Aim of the exercise :: Look through the entries below and report every line that has "enum".

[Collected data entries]
########################################

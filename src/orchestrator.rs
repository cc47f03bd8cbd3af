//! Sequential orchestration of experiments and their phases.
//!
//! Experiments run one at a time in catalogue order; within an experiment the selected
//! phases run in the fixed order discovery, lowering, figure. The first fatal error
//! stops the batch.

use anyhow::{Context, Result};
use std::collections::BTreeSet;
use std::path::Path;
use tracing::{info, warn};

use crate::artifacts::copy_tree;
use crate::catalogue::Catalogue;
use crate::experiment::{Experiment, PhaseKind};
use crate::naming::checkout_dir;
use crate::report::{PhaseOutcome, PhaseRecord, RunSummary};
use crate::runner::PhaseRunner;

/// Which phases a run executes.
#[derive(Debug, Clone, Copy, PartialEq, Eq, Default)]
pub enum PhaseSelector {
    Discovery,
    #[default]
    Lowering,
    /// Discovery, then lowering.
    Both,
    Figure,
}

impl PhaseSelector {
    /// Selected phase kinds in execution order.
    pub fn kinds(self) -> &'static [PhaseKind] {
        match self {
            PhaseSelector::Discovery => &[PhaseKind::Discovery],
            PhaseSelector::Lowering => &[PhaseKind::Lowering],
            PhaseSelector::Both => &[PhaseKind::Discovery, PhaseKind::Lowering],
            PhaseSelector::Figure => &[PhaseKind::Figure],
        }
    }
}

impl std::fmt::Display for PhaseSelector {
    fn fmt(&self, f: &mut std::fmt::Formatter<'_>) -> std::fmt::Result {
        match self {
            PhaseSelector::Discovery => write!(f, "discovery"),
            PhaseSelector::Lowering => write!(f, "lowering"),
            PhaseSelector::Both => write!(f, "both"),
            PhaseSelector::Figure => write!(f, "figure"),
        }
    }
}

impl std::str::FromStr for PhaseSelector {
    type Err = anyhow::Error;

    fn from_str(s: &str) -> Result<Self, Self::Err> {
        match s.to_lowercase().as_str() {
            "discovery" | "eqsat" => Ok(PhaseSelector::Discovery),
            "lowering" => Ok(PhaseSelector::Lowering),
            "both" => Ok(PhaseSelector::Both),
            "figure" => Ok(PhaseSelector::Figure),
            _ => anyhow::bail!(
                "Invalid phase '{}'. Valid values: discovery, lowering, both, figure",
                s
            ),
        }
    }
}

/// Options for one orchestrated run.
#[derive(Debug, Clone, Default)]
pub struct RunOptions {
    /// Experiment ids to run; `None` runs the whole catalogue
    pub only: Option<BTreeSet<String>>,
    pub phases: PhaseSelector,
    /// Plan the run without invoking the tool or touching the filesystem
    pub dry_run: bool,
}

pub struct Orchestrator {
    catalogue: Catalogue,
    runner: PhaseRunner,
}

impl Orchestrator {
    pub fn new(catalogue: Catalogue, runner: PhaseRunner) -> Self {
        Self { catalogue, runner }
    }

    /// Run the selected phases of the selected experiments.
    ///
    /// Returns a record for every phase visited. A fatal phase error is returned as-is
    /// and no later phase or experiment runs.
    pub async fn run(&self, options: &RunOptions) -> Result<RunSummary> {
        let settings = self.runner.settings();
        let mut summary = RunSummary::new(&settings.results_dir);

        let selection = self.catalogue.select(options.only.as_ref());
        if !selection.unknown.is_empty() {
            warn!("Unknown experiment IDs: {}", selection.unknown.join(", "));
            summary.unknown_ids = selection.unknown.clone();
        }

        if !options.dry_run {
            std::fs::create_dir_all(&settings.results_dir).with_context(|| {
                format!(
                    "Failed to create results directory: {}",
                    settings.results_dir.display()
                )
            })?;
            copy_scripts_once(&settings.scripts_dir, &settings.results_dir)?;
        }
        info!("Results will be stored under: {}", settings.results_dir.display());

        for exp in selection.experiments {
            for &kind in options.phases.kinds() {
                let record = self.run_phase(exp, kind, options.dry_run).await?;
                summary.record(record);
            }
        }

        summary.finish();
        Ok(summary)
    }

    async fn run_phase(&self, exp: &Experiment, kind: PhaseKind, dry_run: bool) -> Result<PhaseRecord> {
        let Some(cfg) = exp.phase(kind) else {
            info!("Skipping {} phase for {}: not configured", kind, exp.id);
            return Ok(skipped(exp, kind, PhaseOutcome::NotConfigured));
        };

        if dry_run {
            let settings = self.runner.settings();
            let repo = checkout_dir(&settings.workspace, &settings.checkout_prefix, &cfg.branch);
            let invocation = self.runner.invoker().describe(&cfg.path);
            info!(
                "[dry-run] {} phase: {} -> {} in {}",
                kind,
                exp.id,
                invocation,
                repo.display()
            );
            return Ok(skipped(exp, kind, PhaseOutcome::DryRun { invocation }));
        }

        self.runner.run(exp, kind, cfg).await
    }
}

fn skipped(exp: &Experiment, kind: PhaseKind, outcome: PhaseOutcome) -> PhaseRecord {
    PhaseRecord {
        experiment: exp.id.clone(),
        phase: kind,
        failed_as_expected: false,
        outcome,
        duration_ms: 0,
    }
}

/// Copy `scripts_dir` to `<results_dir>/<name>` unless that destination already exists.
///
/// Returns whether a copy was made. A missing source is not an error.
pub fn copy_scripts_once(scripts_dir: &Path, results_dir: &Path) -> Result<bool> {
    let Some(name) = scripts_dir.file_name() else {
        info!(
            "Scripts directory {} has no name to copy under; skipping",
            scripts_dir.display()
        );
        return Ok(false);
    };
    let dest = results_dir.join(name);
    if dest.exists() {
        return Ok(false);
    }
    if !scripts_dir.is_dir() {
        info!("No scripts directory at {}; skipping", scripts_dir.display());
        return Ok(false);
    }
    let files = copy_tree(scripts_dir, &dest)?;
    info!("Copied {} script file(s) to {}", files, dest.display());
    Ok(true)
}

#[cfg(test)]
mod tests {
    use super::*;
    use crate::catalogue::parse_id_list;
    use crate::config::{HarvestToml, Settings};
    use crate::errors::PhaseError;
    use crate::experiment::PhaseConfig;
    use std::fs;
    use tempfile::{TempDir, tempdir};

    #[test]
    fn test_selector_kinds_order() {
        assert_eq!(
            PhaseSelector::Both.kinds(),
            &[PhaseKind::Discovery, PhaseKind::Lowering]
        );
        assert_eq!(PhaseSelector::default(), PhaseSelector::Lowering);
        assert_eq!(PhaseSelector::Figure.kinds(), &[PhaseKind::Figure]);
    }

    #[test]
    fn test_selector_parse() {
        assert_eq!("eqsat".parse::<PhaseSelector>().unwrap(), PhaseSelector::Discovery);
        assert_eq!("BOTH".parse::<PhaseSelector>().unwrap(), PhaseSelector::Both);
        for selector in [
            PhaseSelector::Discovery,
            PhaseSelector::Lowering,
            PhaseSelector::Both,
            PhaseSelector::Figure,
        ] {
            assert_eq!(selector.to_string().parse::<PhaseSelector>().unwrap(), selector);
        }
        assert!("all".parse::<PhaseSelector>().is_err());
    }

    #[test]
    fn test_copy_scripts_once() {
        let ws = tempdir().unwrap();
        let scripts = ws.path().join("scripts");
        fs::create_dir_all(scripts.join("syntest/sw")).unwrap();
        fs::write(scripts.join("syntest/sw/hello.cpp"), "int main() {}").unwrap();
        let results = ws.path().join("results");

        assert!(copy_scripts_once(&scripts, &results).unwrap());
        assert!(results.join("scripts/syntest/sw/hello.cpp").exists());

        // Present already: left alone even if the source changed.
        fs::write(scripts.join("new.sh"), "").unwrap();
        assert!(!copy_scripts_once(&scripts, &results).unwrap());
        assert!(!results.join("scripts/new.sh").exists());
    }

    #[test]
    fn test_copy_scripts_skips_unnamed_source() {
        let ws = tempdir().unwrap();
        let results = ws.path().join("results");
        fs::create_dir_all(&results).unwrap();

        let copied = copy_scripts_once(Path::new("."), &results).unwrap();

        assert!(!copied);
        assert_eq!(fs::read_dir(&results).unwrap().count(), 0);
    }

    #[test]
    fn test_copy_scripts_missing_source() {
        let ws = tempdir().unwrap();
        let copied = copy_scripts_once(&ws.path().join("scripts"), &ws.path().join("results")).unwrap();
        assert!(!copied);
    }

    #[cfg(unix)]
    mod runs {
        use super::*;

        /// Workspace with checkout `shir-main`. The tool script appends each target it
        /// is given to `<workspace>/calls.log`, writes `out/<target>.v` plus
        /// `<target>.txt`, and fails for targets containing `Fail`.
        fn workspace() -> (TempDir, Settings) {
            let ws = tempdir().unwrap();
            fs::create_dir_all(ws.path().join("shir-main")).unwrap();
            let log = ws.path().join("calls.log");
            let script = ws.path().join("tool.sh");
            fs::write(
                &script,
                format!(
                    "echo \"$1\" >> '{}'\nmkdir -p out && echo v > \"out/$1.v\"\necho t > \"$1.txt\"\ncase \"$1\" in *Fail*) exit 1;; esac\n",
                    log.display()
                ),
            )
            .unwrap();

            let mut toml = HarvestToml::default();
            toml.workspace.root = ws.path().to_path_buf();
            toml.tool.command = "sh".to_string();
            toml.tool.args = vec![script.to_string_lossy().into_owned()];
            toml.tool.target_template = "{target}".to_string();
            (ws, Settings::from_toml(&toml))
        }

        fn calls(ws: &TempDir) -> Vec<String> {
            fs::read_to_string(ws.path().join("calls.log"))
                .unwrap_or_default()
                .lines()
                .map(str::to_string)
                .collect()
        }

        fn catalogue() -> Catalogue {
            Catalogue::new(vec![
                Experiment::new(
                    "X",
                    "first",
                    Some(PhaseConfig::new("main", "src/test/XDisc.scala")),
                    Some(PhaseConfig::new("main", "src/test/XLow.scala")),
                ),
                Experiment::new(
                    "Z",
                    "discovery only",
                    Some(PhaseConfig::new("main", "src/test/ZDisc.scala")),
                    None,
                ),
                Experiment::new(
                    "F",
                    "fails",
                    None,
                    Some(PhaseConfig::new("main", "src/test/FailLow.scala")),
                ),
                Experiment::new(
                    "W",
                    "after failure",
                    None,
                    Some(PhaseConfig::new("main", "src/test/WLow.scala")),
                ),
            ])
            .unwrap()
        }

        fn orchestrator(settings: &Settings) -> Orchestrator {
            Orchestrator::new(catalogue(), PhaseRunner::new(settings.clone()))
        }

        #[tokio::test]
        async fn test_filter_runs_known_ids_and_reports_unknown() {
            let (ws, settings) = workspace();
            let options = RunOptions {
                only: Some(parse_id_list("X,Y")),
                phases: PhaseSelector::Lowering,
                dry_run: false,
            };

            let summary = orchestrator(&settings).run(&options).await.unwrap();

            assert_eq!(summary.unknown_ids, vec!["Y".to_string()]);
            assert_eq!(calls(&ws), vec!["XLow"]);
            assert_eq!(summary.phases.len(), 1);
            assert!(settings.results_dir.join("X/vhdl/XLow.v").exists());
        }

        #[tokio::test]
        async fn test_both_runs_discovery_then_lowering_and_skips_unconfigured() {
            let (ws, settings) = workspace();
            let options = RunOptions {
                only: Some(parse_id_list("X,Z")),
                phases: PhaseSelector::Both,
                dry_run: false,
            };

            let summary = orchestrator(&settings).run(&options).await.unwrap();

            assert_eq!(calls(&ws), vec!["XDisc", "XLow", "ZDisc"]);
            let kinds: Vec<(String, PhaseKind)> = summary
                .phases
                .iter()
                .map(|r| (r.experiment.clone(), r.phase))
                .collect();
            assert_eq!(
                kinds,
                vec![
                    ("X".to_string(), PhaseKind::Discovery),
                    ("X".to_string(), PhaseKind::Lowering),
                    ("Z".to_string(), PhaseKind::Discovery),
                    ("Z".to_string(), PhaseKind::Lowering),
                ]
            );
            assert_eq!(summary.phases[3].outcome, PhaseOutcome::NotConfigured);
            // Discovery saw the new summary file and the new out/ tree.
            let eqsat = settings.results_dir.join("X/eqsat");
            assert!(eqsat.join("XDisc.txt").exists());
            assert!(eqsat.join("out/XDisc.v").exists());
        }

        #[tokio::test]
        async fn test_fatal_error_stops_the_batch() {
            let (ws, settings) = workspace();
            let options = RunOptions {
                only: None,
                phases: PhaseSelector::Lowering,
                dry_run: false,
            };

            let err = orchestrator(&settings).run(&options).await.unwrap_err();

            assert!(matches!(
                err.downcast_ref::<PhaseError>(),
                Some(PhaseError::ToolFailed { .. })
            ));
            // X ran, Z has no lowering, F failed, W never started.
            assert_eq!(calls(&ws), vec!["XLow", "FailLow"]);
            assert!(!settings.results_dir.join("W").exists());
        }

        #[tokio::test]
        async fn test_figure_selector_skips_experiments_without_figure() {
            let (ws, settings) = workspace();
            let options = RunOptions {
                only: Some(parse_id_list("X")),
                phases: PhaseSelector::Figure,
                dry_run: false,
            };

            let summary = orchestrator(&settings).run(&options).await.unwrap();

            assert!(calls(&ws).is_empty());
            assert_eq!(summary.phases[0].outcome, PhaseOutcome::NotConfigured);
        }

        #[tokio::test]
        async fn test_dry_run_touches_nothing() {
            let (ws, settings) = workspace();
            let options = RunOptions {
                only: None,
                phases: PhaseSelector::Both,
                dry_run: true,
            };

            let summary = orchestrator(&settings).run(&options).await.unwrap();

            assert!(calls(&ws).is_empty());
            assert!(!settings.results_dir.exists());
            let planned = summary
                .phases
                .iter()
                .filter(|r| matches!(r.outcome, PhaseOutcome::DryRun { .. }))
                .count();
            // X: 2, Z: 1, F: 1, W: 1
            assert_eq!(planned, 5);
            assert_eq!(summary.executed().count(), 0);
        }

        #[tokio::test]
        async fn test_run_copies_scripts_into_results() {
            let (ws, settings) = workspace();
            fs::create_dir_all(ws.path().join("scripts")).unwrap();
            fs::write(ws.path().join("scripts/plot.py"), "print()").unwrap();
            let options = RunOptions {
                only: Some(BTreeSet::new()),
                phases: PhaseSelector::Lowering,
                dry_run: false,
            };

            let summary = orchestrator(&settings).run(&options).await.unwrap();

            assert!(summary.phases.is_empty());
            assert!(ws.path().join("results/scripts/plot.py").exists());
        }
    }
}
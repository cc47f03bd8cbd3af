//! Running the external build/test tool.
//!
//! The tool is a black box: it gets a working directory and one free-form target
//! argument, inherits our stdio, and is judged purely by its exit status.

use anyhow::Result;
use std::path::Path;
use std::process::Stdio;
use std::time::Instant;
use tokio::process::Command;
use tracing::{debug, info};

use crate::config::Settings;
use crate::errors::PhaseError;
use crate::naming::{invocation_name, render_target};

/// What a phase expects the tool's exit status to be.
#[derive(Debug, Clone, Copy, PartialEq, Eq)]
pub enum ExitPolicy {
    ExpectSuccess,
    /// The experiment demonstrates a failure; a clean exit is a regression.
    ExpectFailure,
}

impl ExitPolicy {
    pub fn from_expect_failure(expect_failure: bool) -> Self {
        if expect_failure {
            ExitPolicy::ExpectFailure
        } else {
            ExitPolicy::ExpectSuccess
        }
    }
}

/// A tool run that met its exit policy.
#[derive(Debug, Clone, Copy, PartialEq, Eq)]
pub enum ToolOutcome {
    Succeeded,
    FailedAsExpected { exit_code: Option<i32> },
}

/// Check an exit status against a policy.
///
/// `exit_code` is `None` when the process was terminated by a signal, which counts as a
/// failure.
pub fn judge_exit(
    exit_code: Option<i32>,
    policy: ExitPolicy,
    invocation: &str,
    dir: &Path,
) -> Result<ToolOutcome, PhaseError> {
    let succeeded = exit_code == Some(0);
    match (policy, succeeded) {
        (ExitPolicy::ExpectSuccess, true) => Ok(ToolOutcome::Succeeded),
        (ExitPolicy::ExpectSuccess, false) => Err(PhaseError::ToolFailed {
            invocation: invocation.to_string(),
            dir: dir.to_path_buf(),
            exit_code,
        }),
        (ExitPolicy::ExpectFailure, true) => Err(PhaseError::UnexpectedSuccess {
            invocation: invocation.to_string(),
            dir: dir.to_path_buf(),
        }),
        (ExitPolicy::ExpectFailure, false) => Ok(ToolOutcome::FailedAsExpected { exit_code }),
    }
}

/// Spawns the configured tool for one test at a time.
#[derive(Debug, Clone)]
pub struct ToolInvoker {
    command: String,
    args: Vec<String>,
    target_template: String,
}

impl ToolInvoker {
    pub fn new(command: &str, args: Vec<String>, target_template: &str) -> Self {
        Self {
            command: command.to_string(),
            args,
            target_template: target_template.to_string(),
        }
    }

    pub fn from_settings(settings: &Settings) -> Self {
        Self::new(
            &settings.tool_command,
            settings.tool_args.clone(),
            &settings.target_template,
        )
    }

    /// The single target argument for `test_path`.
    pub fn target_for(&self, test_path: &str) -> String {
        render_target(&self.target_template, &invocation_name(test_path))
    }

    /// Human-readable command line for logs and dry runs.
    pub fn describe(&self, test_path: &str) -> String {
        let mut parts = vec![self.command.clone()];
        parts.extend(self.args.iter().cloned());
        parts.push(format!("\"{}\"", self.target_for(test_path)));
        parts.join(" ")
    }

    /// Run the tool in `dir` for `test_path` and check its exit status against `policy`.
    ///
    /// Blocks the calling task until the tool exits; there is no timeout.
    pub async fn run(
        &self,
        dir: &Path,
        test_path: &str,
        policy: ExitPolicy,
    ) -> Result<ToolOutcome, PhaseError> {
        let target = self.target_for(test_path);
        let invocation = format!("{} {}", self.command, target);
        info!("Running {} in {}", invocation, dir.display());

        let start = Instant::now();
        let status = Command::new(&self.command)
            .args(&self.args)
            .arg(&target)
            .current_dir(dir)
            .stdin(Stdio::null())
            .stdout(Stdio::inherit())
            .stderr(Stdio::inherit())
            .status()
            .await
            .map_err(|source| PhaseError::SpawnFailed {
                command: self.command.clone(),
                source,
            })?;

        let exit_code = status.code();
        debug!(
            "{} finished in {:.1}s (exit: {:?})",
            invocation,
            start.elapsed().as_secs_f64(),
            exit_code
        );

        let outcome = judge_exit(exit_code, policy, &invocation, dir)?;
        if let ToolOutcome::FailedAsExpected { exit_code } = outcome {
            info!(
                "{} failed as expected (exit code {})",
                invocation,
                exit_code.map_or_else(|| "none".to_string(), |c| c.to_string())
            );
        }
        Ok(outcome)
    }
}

########################################

Exercise response ::
pub enum PhaseSelector {
pub enum ExitPolicy {
pub enum ToolOutcome {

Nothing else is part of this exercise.